I grew up playing Sim City 2000 and fell in love with the control it gave with how you wanted to build. There was a sense of power and the sky felt like the limit in that game. Unfortunately, Buildings Have Feelings Too! doesn’t give you enough power and suffers from tedious and frustrating gameplay.
Published by Merge Games and developed by Blackstaff Games, Buildings is a city management and side-scrolling strategy game where all the buildings are able to walk and talk, and they have goals, aspirations, and a rotating set of puns and quips. It comes with its own charm and character, but after a couple of hours, both the animated buildings and the convoluted gameplay start to become tedious. The puzzles become hard to understand because the game doesn’t do the best job at explaining things. Instead, you’re left to dive into convoluted menus in an attempt to figure out exactly what you’re trying to achieve for your buildings and their happiness, and on top of that, there is never really a clear end goal for the game itself.
Most of the game’s frustration comes from the game’s appeal system. Each building has things that make them happy, make them sad, and a set of things they need to be leveled up. Some of these things make sense: some buildings don’t want to be around smelly businesses like a butcher or fishmonger. In some cases, it can be hard to figure out why a set of buildings in a row that logically would make sense in the real world may cause one building to fall into disrepair and become unhappy. When building, you use the game’s currency: gold bricks. You earn them by completing objectives and upgrading buildings.

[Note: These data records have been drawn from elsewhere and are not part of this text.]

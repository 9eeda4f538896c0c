//! 用户目录
//!
//! 引擎只通过 [`DirectoryAuthenticator`] 检查用户的目录密码：
//! 自动分配时，以及 PIN 策略为 [`PinPolicy::UserStore`](crate::policy::PinPolicy::UserStore) 时。
//!
//! ## 示例
//!
//! ```rust
//! use tokenrs::directory::{DirectoryAuthenticator, InMemoryDirectory};
//!
//! let directory = InMemoryDirectory::new();
//! directory.add_user("alice", "corp", "correct horse").unwrap();
//!
//! assert!(directory.check_password("alice", "corp", "correct horse").unwrap());
//! assert!(!directory.check_password("alice", "corp", "battery staple").unwrap());
//! assert!(!directory.check_password("mallory", "corp", "correct horse").unwrap());
//! ```

use serde::{Deserialize, Serialize};
use std::collections::HashMap;
use std::sync::RwLock;

use crate::error::{Error, Result, StorageError};
use crate::password::PasswordHasher;
use crate::token::TokenOwner;

/// 发起认证的用户
#[derive(Debug, Clone, PartialEq, Eq, Serialize, Deserialize)]
pub struct UserRef {
    /// 用户 ID
    pub user_id: String,
    /// 用户所在的解析器
    pub resolver: String,
    /// 用户所在的 realm
    pub realm: String,
}

impl UserRef {
    /// 创建用户引用
    pub fn new(
        user_id: impl Into<String>,
        resolver: impl Into<String>,
        realm: impl Into<String>,
    ) -> Self {
        Self {
            user_id: user_id.into(),
            resolver: resolver.into(),
            realm: realm.into(),
        }
    }

    /// 转换为 token 所有者
    pub fn as_owner(&self) -> TokenOwner {
        TokenOwner::new(self.user_id.clone(), self.resolver.clone())
    }
}

/// 目录密码检查 trait
pub trait DirectoryAuthenticator: Send + Sync {
    /// 检查用户的目录密码，未知用户返回 `Ok(false)`
    fn check_password(&self, user_id: &str, resolver: &str, password: &str) -> Result<bool>;
}

// ============================================================================
// InMemoryDirectory
// ============================================================================

/// 内存用户目录
///
/// 密码以 Argon2id 哈希保存。
#[derive(Debug, Default)]
pub struct InMemoryDirectory {
    hasher: PasswordHasher,
    users: RwLock<HashMap<(String, String), String>>,
}

impl InMemoryDirectory {
    /// 使用默认哈希参数创建目录
    pub fn new() -> Self {
        Self::default()
    }

    /// 使用指定的哈希器创建目录
    pub fn with_hasher(hasher: PasswordHasher) -> Self {
        Self {
            hasher,
            users: RwLock::default(),
        }
    }

    /// 添加或替换用户
    pub fn add_user(&self, user_id: &str, resolver: &str, password: &str) -> Result<()> {
        let hash = self.hasher.hash(password)?;
        let mut users = self
            .users
            .write()
            .map_err(|_| Error::Storage(StorageError::OperationFailed("lock poisoned".into())))?;
        users.insert((user_id.to_string(), resolver.to_string()), hash);
        Ok(())
    }
}

impl DirectoryAuthenticator for InMemoryDirectory {
    fn check_password(&self, user_id: &str, resolver: &str, password: &str) -> Result<bool> {
        let hash = {
            let users = self.users.read().map_err(|_| {
                Error::Storage(StorageError::OperationFailed("lock poisoned".into()))
            })?;
            users
                .get(&(user_id.to_string(), resolver.to_string()))
                .cloned()
        };

        match hash {
            Some(hash) => self.hasher.verify(password, &hash),
            None => Ok(false),
        }
    }
}
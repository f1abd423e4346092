//! Secrets-engine mount management.

use tracing::{debug, info};

use crate::api::VaultApi;
use crate::error::VaultError;
use crate::secret::SecretString;

/// Ensures a secrets engine of `engine_type` is mounted at `path`.
///
/// Returns `true` when the mount was created by this call and `false` when
/// a matching mount already existed. An existing mount with a *different*
/// engine type is [`VaultError::ConflictingState`]: this component never
/// destroys or migrates a mount.
pub async fn ensure_engine(
    api: &impl VaultApi,
    token: &SecretString,
    path: &str,
    engine_type: &str,
) -> Result<bool, VaultError> {
    match api.read_mount(token.expose(), path).await? {
        Some(existing) => {
            if existing.engine_type != engine_type {
                return Err(VaultError::ConflictingState(format!(
                    "mount '{}' exists with engine type '{}', wanted '{}'",
                    path, existing.engine_type, engine_type
                )));
            }
            debug!(path, engine_type, "mount already present");
            Ok(false)
        }
        None => {
            api.create_mount(token.expose(), path, engine_type).await?;
            info!(path, engine_type, "mounted secrets engine");
            Ok(true)
        }
    }
}
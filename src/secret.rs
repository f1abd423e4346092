//! Secret-holding string type.
//!
//! Root tokens, unseal keys and client tokens arrive as plain strings from
//! the Vault API but must never end up in log output or debug dumps. They
//! are wrapped in [`SecretString`] as soon as they are parsed and only
//! unwrapped at the call site that actually needs the raw value.

use serde::Deserialize;

/// A string whose value is excluded from `Debug` formatting.
///
/// There is intentionally no `Display` implementation and no `Serialize`
/// implementation; the only way to get the raw value back out is
/// [`SecretString::expose`].
#[derive(Clone, Deserialize, PartialEq, Eq)]
#[serde(transparent)]
pub struct SecretString(String);

impl SecretString {
    pub fn new(value: impl Into<String>) -> Self {
        Self(value.into())
    }

    /// Returns the raw secret value. Callers must not pass the result to
    /// any logging or formatting machinery.
    pub fn expose(&self) -> &str {
        &self.0
    }

    pub fn is_empty(&self) -> bool {
        self.0.is_empty()
    }
}

impl From<String> for SecretString {
    fn from(value: String) -> Self {
        Self(value)
    }
}

impl From<&str> for SecretString {
    fn from(value: &str) -> Self {
        Self(value.to_string())
    }
}

impl std::fmt::Debug for SecretString {
    fn fmt(&self, f: &mut std::fmt::Formatter<'_>) -> std::fmt::Result {
        f.write_str("SecretString(<redacted>)")
    }
}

There were several moments where I found myself out, and I’d have to demolish buildings I didn’t really need anymore and rebuild things to earn golden bricks and found myself getting stuck in this loop of tearing down parts I had spent time on so I could hit new objectives. That created a lack of connection with what I was building since things could be torn down so easily with no real repercussions.
When building, there is no undo button. If you create a building that does not appeal to the others around it and want to change it, you’re in a race against a timer for those unhappy buildings so they don’t close. In order to prevent that, there are some frustrating menus to navigate. You could also take the building’s hand and move it across the level to another section of the city to reset the timer of those buildings, but that is also tedious and easily one of my least favorite parts of the game.
You’re tasked with dragging a building across as the two skips leisurely to your destination, and there is no sprint button. When moving buildings, you have the option to put the building following you in the place of another, but when that happens instead of swapping spots with the building, the new building just starts following you so you have to walk back across the city landscape and manually place it. Sometimes, you have to move many buildings over a little individually to make room to build or move a building into a spot, and other times, you’re given a shortcut where the buildings will move themselves down and it’s very convenient.
There is definitely a sense of whimsy to the buildings themselves, as tedious and frustrating as they can be. Each building has its own distinct style and depending on what type of business inhabits it, there will be quippy phrases the building will say when you talk to it. The personalities aren’t developed much past these remarks, and it becomes a bit grating the longer you play as phrases are reused over and over. It still is cute and fun, though. There are certain landmark buildings in each city or level with a bit more of a personality, and it’s fun getting to know them. They are usually the catalyst for that level’s story and do much of the narration and explanation.
I also appreciated the history the game presents with its story (I use that term loosely). It does a good job at applying just enough history for each level and helping you become invested in the objectives the game gives you – may that be developing the theater district or demolishing run-down orphanages to expand the city further. On the technical side, the game would stutter anytime it autosaved and every time I thought the game was freezing. I had a few issues where a text box would linger on the screen and wouldn’t close out, causing me to have to restart the game. Finally, the music in the game varied from incredibly simple and annoying to charming. On some levels, I had to turn the music off and on others, it was fine.
I am not sure I would ever call the game fun, but there are moments where things click and there is a sense of accomplishment. Though every time I cleared a particularly challenging objective with a lot of moving parts and felt proud, the game threw something frustrating or unexplained at me that made the game feel like a chore again. That is perhaps the biggest issue I had with Buildings Have Feelings Too!: finding joy in the game.